Abstract
Abstract
The next generation of chemical toxicity testing will use organs-on-chips (OoCs)—3D cultures of heterotypic cells with appropriate extracellular matrices to better approximate the in vivo cellular microenvironment. Researchers are already working to validate whether OoCs are predictive of toxicity in humans. Here, we review two other key aspects of how OoCs may advance predictive toxicology—each taking advantage of OoCs as systems of intermediate complexity that remain experimentally accessible. First, the intermediate complexity of OoCs will help elucidate the scale(s) of organismal complexity that currently confound computational predictions of in vivo toxicity from in vitro data sets. Identifying the strongest confounding factors will help researchers improve the computational models underlying such predictions.

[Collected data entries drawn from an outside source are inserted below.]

//! Primer name grammars.
//!
//! Two naming conventions are in circulation:
//!
//! - **v1**: `{prefix}_{amplicon}_{LEFT|RIGHT}` with any number of `_alt`
//!   markers (case-insensitive, optionally numbered) for spike-in primers,
//!   e.g. `artic-nCoV_76_RIGHT_alt2`.
//! - **v2**: `{prefix}_{amplicon}_{LEFT|RIGHT}_{primer}` where `primer` is any
//!   non-negative integer, e.g. `artic-nCoV_76_RIGHT_1`.
//!
//! v2 is tried first since it is the stricter of the two.
//!
//! # Examples
//! ```
//! use primer_registry::primername::{PrimerName, PrimerNameVersion};
//! let name = PrimerName::parse("artic-nCoV_1_LEFT_0").unwrap();
//! assert_eq!(name.version(), PrimerNameVersion::V2);
//! assert_eq!(name.to_string(), "artic-nCoV_1_LEFT_0");
//! ```
use core::cmp::Ordering;
use core::fmt;
use core::hash::{Hash, Hasher};
use std::sync::LazyLock;

use regex::Regex;

use crate::error::PrimerNameError;

static V2_PRIMERNAME: LazyLock<Regex> = LazyLock::new(|| {
    Regex::new(r"^([a-zA-Z0-9\-]+)_([0-9]+)_(LEFT|RIGHT)_([0-9]+)$").expect("static regex")
});
static V1_PRIMERNAME: LazyLock<Regex> = LazyLock::new(|| {
    Regex::new(r"^([a-zA-Z0-9\-]+)_([0-9]+)_(LEFT|RIGHT)((?:_(?i:alt)[0-9]*)*)$").expect("static regex")
});

/// Naming grammar a primer name conforms to.
#[derive(Clone, Copy, Debug, PartialEq, Eq, Hash, PartialOrd, Ord)]
pub enum PrimerNameVersion {
    V1,
    V2,
}

impl fmt::Display for PrimerNameVersion {
    fn fmt(&self, f: &mut fmt::Formatter<'_>) -> fmt::Result {
        match self {
            PrimerNameVersion::V1 => f.write_str("v1"),
            PrimerNameVersion::V2 => f.write_str("v2"),
        }
    }
}

/// Which end of the amplicon a primer sits on.
#[derive(Clone, Copy, Debug, PartialEq, Eq, Hash, PartialOrd, Ord)]
pub enum Side {
    Left,
    Right,
}

impl Side {
    pub fn as_str(self) -> &'static str {
        match self {
            Side::Left => "LEFT",
            Side::Right => "RIGHT",
        }
    }
}

/// An amplicon or primer number as written in a name.
///
/// The digits are kept verbatim, so zero padding survives reconstruction and
/// arbitrarily long numbers parse. Equality, hashing and ordering use the
/// numeric value: `01` and `1` name the same amplicon.
#[derive(Clone, Debug)]
pub struct PrimerNumber(String);

impl PrimerNumber {
    /// `None` unless `digits` is a non-empty run of ASCII digits.
    pub fn new(digits: &str) -> Option<PrimerNumber> {
        (!digits.is_empty() && digits.bytes().all(|b| b.is_ascii_digit())).then(|| PrimerNumber(digits.to_string()))
    }

    pub fn as_str(&self) -> &str {
        &self.0
    }

    /// The value, if it fits in a `u64`.
    pub fn value(&self) -> Option<u64> {
        self.0.parse().ok()
    }

    fn significant(&self) -> &str {
        match self.0.trim_start_matches('0') {
            "" => "0",
            digits => digits,
        }
    }
}

impl From<u32> for PrimerNumber {
    fn from(n: u32) -> Self {
        PrimerNumber(n.to_string())
    }
}

impl PartialEq for PrimerNumber {
    fn eq(&self, other: &Self) -> bool {
        self.significant() == other.significant()
    }
}

impl Eq for PrimerNumber {}

impl Hash for PrimerNumber {
    fn hash<H: Hasher>(&self, state: &mut H) {
        self.significant().hash(state);
    }
}

impl Ord for PrimerNumber {
    fn cmp(&self, other: &Self) -> Ordering {
        let (a, b) = (self.significant(), other.significant());
        a.len().cmp(&b.len()).then_with(|| a.cmp(b))
    }
}

impl PartialOrd for PrimerNumber {
    fn partial_cmp(&self, other: &Self) -> Option<Ordering> {
        Some(self.cmp(other))
    }
}

impl fmt::Display for PrimerNumber {
    fn fmt(&self, f: &mut fmt::Formatter<'_>) -> fmt::Result {
        f.write_str(&self.0)
    }
}

/// Grammar-specific trailing part of a primer name.
#[derive(Clone, Debug, PartialEq, Eq, Hash)]
pub enum NameSuffix {
    /// v1: zero or more alt tokens, kept verbatim (`alt`, `ALT`, `alt2`, ...)
    Alts(Vec<String>),
    /// v2: the primer number within its amplicon side
    Primer(PrimerNumber),
}

/// A decomposed primer name; [`Display`](fmt::Display) gives back the
/// original string.
#[derive(Clone, Debug, PartialEq, Eq, Hash)]
pub struct PrimerName {
    /// Scheme label, e.g. `artic-nCoV`
    pub prefix: String,
    pub amplicon: PrimerNumber,
    pub side: Side,
    pub suffix: NameSuffix,
}

impl PrimerName {
    /// Parse `name`, trying the v2 grammar before v1.
    pub fn parse(name: &str) -> Result<PrimerName, PrimerNameError> {
        let invalid = || PrimerNameError::InvalidPrimerName { name: name.to_string(), line: None };
        let number = |digits: &str| PrimerNumber::new(digits).ok_or_else(invalid);

        if let Some(caps) = V2_PRIMERNAME.captures(name) {
            return Ok(PrimerName {
                prefix: caps[1].to_string(),
                amplicon: number(&caps[2])?,
                side: parse_side(&caps[3]),
                suffix: NameSuffix::Primer(number(&caps[4])?),
            });
        }
        if let Some(caps) = V1_PRIMERNAME.captures(name) {
            let alts = caps[4]
                .split('_')
                .filter(|t| !t.is_empty())
                .map(str::to_string)
                .collect();
            return Ok(PrimerName {
                prefix: caps[1].to_string(),
                amplicon: number(&caps[2])?,
                side: parse_side(&caps[3]),
                suffix: NameSuffix::Alts(alts),
            });
        }
        Err(invalid())
    }

    pub fn version(&self) -> PrimerNameVersion {
        match self.suffix {
            NameSuffix::Alts(_) => PrimerNameVersion::V1,
            NameSuffix::Primer(_) => PrimerNameVersion::V2,
        }
    }

    /// `true` for v1 spike-in primers carrying at least one alt marker.
    pub fn is_alt(&self) -> bool {
        matches!(&self.suffix, NameSuffix::Alts(a) if !a.is_empty())
    }

    /// Convert a v1 name to v2 by numbering it primer `0`.
    ///
    /// Alt primers cannot be converted because their ordering within the
    /// amplicon side is not recoverable from the name.
    pub fn to_v2(&self) -> Result<PrimerName, PrimerNameError> {
        match &self.suffix {
            NameSuffix::Primer(_) => Err(PrimerNameError::CannotConvert(self.to_string(), "already a v2 name".into())),
            NameSuffix::Alts(alts) if !alts.is_empty() => {
                Err(PrimerNameError::CannotConvert(self.to_string(), "alt primers have no primer number".into()))
            }
            NameSuffix::Alts(_) => Ok(PrimerName { suffix: NameSuffix::Primer(PrimerNumber::from(0)), ..self.clone() }),
        }
    }
}

impl fmt::Display for PrimerName {
    fn fmt(&self, f: &mut fmt::Formatter<'_>) -> fmt::Result {
        write!(f, "{}_{}_{}", self.prefix, self.amplicon, self.side.as_str())?;
        match &self.suffix {
            NameSuffix::Primer(n) => write!(f, "_{n}"),
            NameSuffix::Alts(alts) => alts.iter().try_for_each(|a| write!(f, "_{a}")),
        }
    }
}

fn parse_side(s: &str) -> Side {
    if s == "LEFT" { Side::Left } else { Side::Right }
}

/// Classify a single name, returning `None` when neither grammar matches.
pub fn determine_primername_version(name: &str) -> Option<PrimerNameVersion> {
    PrimerName::parse(name).ok().map(|n| n.version())
}

/// Convert a v1 name string to its v2 form (`_0` appended).
pub fn convert_v1_to_v2(name: &str) -> Result<String, PrimerNameError> {
    let parsed = PrimerName::parse(name)?;
    if parsed.version() != PrimerNameVersion::V1 {
        return Err(PrimerNameError::CannotConvert(name.to_string(), "not a v1 primer name".into()));
    }
    Ok(parsed.to_v2()?.to_string())
}

/// Parse every `(line, name)` pair and enforce that a file uses one grammar.
///
/// Returns the decomposed names in input order plus the shared grammar, or
/// `None` for an empty input.
pub fn check_primer_names<'a, I>(names: I) -> Result<(Vec<PrimerName>, Option<PrimerNameVersion>), PrimerNameError>
where
    I: IntoIterator<Item = (u64, &'a str)>,
{
    let mut parsed = Vec::new();
    let mut first: Option<(u64, &'a str, PrimerNameVersion)> = None;

    for (line, raw) in names {
        let name = PrimerName::parse(raw).map_err(|_| PrimerNameError::InvalidPrimerName {
            name: raw.to_string(),
            line: Some(line),
        })?;
        let version = name.version();
        match first {
            None => first = Some((line, raw, version)),
            Some((first_line, first_name, first_version)) if first_version != version => {
                return Err(PrimerNameError::MixedPrimerNameGrammar {
                    first: first_name.to_string(),
                    first_line,
                    first_version,
                    name: raw.to_string(),
                    line,
                    version,
                });
            }
            Some(_) => {}
        }
        parsed.push(name);
    }
    Ok((parsed, first.map(|(_, _, v)| v)))
}

#[cfg(test)]
mod tests {
    use super::*;

    #[test]
    fn classifies_known_names() {
        let cases = [
            ("artic-nCoV_1_LEFT_0", Some(PrimerNameVersion::V2)),
            ("artic-nCoV_100_LEFT_99", Some(PrimerNameVersion::V2)),
            ("78h13h_0_RIGHT_0", Some(PrimerNameVersion::V2)),
            ("artic-nCoV_1_LEFT", Some(PrimerNameVersion::V1)),
            ("artic-nCoV_1_LEFT_alt", Some(PrimerNameVersion::V1)),
            ("marv-2023_100_RIGHT_ALT", Some(PrimerNameVersion::V1)),
            ("yby17_1_LEFT_alt2", Some(PrimerNameVersion::V1)),
            ("easyfail", None),
            ("marv-2023_1_RIGHT_2_alt", None),
            ("artic*nCoV_100_LEFT_99", None),
            ("artic_nCoV_1_LEFT_0", None),
            ("marv-2023_RIGHT_2", None),
            ("artic-nCoV_-1_LEFT_0", None),
            ("", None),
        ];
        for (name, expected) in cases {
            assert_eq!(determine_primername_version(name), expected, "{name}");
        }
    }

    #[test]
    fn decomposition_reconstructs_the_name() {
        for name in ["artic-nCoV_76_RIGHT_3", "mpx_1_LEFT", "mpx_12_LEFT_alt_ALT4", "x_0_RIGHT_Alt"] {
            assert_eq!(PrimerName::parse(name).unwrap().to_string(), name);
        }
        let n = PrimerName::parse("mpx_12_LEFT_alt_ALT4").unwrap();
        assert_eq!(n.prefix, "mpx");
        assert_eq!(n.amplicon, PrimerNumber::from(12));
        assert_eq!(n.side, Side::Left);
        assert!(n.is_alt());
    }

    #[test]
    fn padded_and_long_numbers_round_trip() {
        for name in ["x_01_LEFT_0", "x_1_RIGHT_007", "x_007_LEFT_alt", "x_99999999999_LEFT_0", "x_1_LEFT_184467440737095516160"] {
            assert_eq!(PrimerName::parse(name).unwrap().to_string(), name);
        }
        assert_eq!(convert_v1_to_v2("x_01_LEFT").unwrap(), "x_01_LEFT_0");

        let padded = PrimerName::parse("x_01_LEFT_0").unwrap();
        assert_eq!(padded.amplicon, PrimerNumber::from(1));
        assert_eq!(padded.amplicon.as_str(), "01");
        let long = PrimerName::parse("x_99999999999_LEFT_0").unwrap();
        assert_eq!(long.amplicon.value(), Some(99_999_999_999));
        assert!(PrimerNumber::new("184467440737095516160").unwrap().value().is_none());
    }

    #[test]
    fn numbers_order_by_value() {
        let mut numbers: Vec<PrimerNumber> = ["10", "9", "0009", "100", "0"].iter().filter_map(|d| PrimerNumber::new(d)).collect();
        numbers.sort();
        let digits: Vec<&str> = numbers.iter().map(PrimerNumber::as_str).collect();
        assert_eq!(digits, ["0", "9", "0009", "10", "100"]);
        assert!(PrimerNumber::new("").is_none());
        assert!(PrimerNumber::new("1a").is_none());
    }

    #[test]
    fn v1_to_v2_conversion() {
        assert_eq!(convert_v1_to_v2("artic-nCoV_100_LEFT").unwrap(), "artic-nCoV_100_LEFT_0");
        assert_eq!(convert_v1_to_v2("yby17_1_LEFT").unwrap(), "yby17_1_LEFT_0");
        for bad in ["artic-nCoV_1_LEFT_alt", "yby17_1_LEFT_ALT", "artic-nCoV_1_LEFT_0", "easyfail", ""] {
            assert!(convert_v1_to_v2(bad).is_err(), "{bad}");
        }
    }

    #[test]
    fn mixed_grammars_are_rejected() {
        let err = check_primer_names([(1, "a_1_LEFT_0"), (2, "a_1_RIGHT")]).unwrap_err();
        assert!(matches!(err, PrimerNameError::MixedPrimerNameGrammar { line: 2, .. }));

        let err = check_primer_names([(4, "a_1_LEFT_0"), (5, "nope")]).unwrap_err();
        assert_eq!(err, PrimerNameError::InvalidPrimerName { name: "nope".into(), line: Some(5) });

        let (names, version) = check_primer_names([(1, "a_1_LEFT_0"), (2, "a_1_RIGHT_7")]).unwrap();
        assert_eq!(names.len(), 2);
        assert_eq!(version, Some(PrimerNameVersion::V2));
    }
}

Second, the experimental accessibility of OoCs will allow researchers to analyze chemical-exposure responses in OoCs using an array of high-content readouts—from fluorescent biosensors that report dynamic changes in specific cell signaling pathways to unbiased searches over broader biochemical space using technologies like ion mobility-mass spectrometry. Such high-content information on OoC responses will help determine the details of adverse outcome pathways. We note these possible uses of OoCs so that researchers and engineers can consider them in the design of next-generation OoC control, perfusion, and analysis platforms.